[Stored data entries]
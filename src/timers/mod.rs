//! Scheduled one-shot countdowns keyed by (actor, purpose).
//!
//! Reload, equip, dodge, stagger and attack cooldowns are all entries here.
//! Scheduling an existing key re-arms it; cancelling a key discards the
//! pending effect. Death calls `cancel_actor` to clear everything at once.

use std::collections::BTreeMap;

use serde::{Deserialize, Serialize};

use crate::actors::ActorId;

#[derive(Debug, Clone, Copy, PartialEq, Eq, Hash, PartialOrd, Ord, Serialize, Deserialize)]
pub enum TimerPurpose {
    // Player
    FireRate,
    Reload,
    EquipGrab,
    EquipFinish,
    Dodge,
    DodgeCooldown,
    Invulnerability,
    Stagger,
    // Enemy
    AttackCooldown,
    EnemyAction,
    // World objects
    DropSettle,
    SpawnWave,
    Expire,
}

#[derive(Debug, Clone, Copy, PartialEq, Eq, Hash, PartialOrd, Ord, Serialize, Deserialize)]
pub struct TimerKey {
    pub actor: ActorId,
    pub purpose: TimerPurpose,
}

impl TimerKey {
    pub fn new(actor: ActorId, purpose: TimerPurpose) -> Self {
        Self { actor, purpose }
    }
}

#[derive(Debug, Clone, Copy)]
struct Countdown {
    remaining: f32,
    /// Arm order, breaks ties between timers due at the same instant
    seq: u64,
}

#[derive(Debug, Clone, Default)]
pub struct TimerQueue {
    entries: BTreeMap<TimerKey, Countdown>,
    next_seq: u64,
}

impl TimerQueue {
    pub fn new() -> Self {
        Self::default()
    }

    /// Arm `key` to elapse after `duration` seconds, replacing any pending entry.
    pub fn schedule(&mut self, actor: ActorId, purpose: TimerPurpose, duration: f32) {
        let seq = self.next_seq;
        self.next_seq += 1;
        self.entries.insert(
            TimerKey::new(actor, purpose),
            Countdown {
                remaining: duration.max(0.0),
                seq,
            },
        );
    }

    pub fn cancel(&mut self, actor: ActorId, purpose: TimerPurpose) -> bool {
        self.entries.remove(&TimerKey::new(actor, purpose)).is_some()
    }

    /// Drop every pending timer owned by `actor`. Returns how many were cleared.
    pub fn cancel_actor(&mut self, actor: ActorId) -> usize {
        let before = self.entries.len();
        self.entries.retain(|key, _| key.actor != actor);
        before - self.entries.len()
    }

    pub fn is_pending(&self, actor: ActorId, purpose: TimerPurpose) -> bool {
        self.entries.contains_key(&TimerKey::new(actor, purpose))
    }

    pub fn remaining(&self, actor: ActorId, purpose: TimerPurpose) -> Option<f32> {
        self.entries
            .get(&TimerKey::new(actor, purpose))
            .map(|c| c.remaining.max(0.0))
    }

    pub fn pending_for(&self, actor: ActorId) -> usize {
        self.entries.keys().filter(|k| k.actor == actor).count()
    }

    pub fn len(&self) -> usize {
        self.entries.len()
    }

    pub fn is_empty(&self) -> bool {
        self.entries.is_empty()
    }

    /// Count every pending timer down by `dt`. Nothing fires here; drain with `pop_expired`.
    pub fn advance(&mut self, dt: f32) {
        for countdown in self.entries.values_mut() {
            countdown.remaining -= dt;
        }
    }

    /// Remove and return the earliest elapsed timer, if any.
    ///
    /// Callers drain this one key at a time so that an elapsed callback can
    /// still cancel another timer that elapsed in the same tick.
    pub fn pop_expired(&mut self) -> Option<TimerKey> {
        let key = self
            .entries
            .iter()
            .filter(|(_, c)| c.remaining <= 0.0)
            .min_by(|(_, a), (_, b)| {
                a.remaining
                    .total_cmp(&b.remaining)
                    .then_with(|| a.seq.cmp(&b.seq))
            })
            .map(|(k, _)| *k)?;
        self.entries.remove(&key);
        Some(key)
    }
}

• **PROMPT**:
Give only how many lines above hold "that".

• **RESPONSE AREA**:
2